Sunday 27 March 2011

Sniff sniff

Today at 7am I started the drugs. Weird. Surreal really - so many months of tests, good news, bad news, tears and laughs have all come together and finally it's not longer all chat - it's actually happening.
I set my alarm as I have to take four sniffs a day, so am now a walking alarm clock to remind me when to ingest the magic potion. I did the first one in my sleep as I was so tired from a night tossing and turning - my subconscious thinking over the whole IVF process during my allotted seven hours sleep time. Irritating. Anyway, it was a fairly un-momentous moment although I am not sure exactly how I expected to feel? The 12 o'clock snifter was slightly more momentous as that happened in the back of a cab with my son (who has already tried to sniff my drugs - a worry as his favourite colour is pink and a whole host of hormones could send him into a glitterati of girly stuff) and husband. Both looked at me with vague interest, waiting to see what the result would be, which was a nasty taste down the back of my throat and that was that.
The 5 o'clock was far more momentous as I had to hold a sneeze in. I'd been warned about this - the sniffy drug is like gold dust and I don't want to miss a drop so I hopped and wiggled while rubbing my nose to keep the sneeze at bag, eyes bulging out and face going crimson. Sneeze stayed put although it has been threatening to re-appear ever since. So we have the 10pm one to go and that will be day one of drugs. I am taking baby aspirin and some mega folic acid, but only one a day of each of those so all in all its very manageable - as long as I remember to take them.

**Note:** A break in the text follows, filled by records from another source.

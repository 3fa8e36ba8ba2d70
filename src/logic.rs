//! Core behaviors shared by both HTTP and WebSocket handlers.
//!
//! This includes:
//!   - Settling a submission with the right scoring authority
//!   - Stateless answer submission (HTTP)
//!   - Result history, dashboard and leaderboard

use tracing::{info, instrument, warn};

use crate::catalog::QuizCatalog;
use crate::domain::{Quiz, QuizOrigin, QuizResult, Submission};
use crate::error::{CatalogError, SessionError};
use crate::protocol::SubmitIn;
use crate::scorer;
use crate::state::AppState;
use crate::stats::{Dashboard, LeaderboardEntry};

/// Turn a submission into the result the player gets to see.
///
/// Remote-origin quizzes are scored by the remote catalog. If it cannot be
/// reached and the quiz carries a full answer key, the submission is scored
/// here and kept in the offline history instead. Local-origin quizzes never
/// leave the process. `local` is a result already computed by a session; it
/// is reused rather than re-scored.
#[instrument(level = "info", skip(state, quiz, submission, credential, local), fields(quiz_id = %quiz.id, origin = ?quiz.origin, player = %submission.player))]
pub async fn settle_result(
  state: &AppState,
  quiz: &Quiz,
  submission: &Submission,
  credential: Option<&str>,
  local: Option<QuizResult>,
) -> Result<QuizResult, CatalogError> {
  if quiz.origin == QuizOrigin::Local {
    return record_offline(state, quiz, submission, local).await;
  }

  let remote_err = match &state.remote {
    Some(remote) => match remote.submit_result(submission, credential).await {
      Ok(result) => return Ok(result),
      Err(e) if e.is_network() => e,
      Err(e) => return Err(e),
    },
    None => CatalogError::Network("remote catalog is not configured".into()),
  };

  if !quiz.has_answer_key() {
    return Err(remote_err);
  }
  warn!(target: "catalog", quiz_id = %quiz.id, error = %remote_err, "Remote scoring unavailable; scoring offline");
  record_offline(state, quiz, submission, local).await
}

async fn record_offline(
  state: &AppState,
  quiz: &Quiz,
  submission: &Submission,
  local: Option<QuizResult>,
) -> Result<QuizResult, CatalogError> {
  match local {
    Some(result) => {
      state.offline.record(&submission.player, result.clone()).await;
      Ok(result)
    }
    None if quiz.origin == QuizOrigin::Local => state.offline.submit_result(submission, None).await,
    None => {
      let card = scorer::score(&quiz.questions, &submission.answers);
      let result = QuizResult::scored_locally(quiz, card, submission.time_taken_secs);
      state.offline.record(&submission.player, result.clone()).await;
      Ok(result)
    }
  }
}

/// Stateless submission: fetch the quiz, check the answers fit it, settle.
#[instrument(level = "info", skip(state, input, credential), fields(%quiz_id, answers = input.answers.len()))]
pub async fn submit_answers(
  state: &AppState,
  quiz_id: &str,
  input: SubmitIn,
  credential: Option<&str>,
) -> Result<QuizResult, CatalogError> {
  let quiz = state.fetch_quiz(quiz_id).await?;
  check_answers(&quiz, &input.answers)?;

  let submission = Submission {
    quiz_id: quiz.id.clone(),
    answers: input.answers,
    time_taken_secs: input.time_taken,
    player: normalize_player(input.player.as_deref()),
  };
  let result = settle_result(state, &quiz, &submission, credential, None).await?;
  info!(target: "quizmaster_backend", result_id = %result.id, score = result.scorecard.score, scored_by = ?result.scored_by, "Submission settled");
  Ok(result)
}

fn check_answers(quiz: &Quiz, answers: &[Option<usize>]) -> Result<(), SessionError> {
  for (question, answer) in quiz.questions.iter().zip(answers) {
    if let Some(option) = *answer {
      if option >= question.options.len() {
        return Err(SessionError::IndexOutOfRange { option, options: question.options.len() });
      }
    }
  }
  Ok(())
}

/// Trimmed player name, `guest` when blank.
pub fn normalize_player(player: Option<&str>) -> String {
  match player.map(str::trim) {
    Some(p) if !p.is_empty() => p.to_string(),
    _ => crate::protocol::DEFAULT_PLAYER.to_string(),
  }
}

pub async fn list_results(
  state: &AppState,
  player: Option<&str>,
  credential: Option<&str>,
) -> Result<Vec<QuizResult>, CatalogError> {
  state.list_results(&normalize_player(player), credential).await
}

pub async fn dashboard(state: &AppState, player: Option<&str>, credential: Option<&str>) -> Result<Dashboard, CatalogError> {
  state.dashboard(&normalize_player(player), credential).await
}

pub async fn leaderboard(state: &AppState) -> Result<Vec<LeaderboardEntry>, CatalogError> {
  state.leaderboard().await
}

Obviously the drugs have had no immediate effect (well outwardly), but I have spent all day, and I mean ALL day thinking about babies and our quest to have one. Having just come back from a short trip to Australia to meet my five month old Godson, I am super broody. Spending 4 days with the little nugget has well and truly cemented my desire for another baby and instead of these feelings coming with a health warning -  'Danger - thoughts of pro-creating can lead to serious depression and disappointment' I am not only wishing for it - there is a very definite feeling it is within the realms of possibility that our family of 3 will soon become four, or maybe five...
It's fair to say the feelings are those akin to those I have in September when Christmas is within grasp and I can start listening to carols secretly. Bubble of glee as I think about the future, start imagining our family with a baby in it (or two...). I keep putting us all in scenario's - my son helping me change nappies, my husband doing that lovely thing of falling asleep on the sofa with a newborn on his chest (he did that all the time with our son and it was just the loveliest thing). I know we can't predict the future and I know we have to be prepared for the fact it might not work, but I think that now we have started the process a few positive vibes won't go amiss and why not? If I am going to put my body through this rigorous process, the least I can do is support it mentally. Positive Mental Attitude. I'm all over it.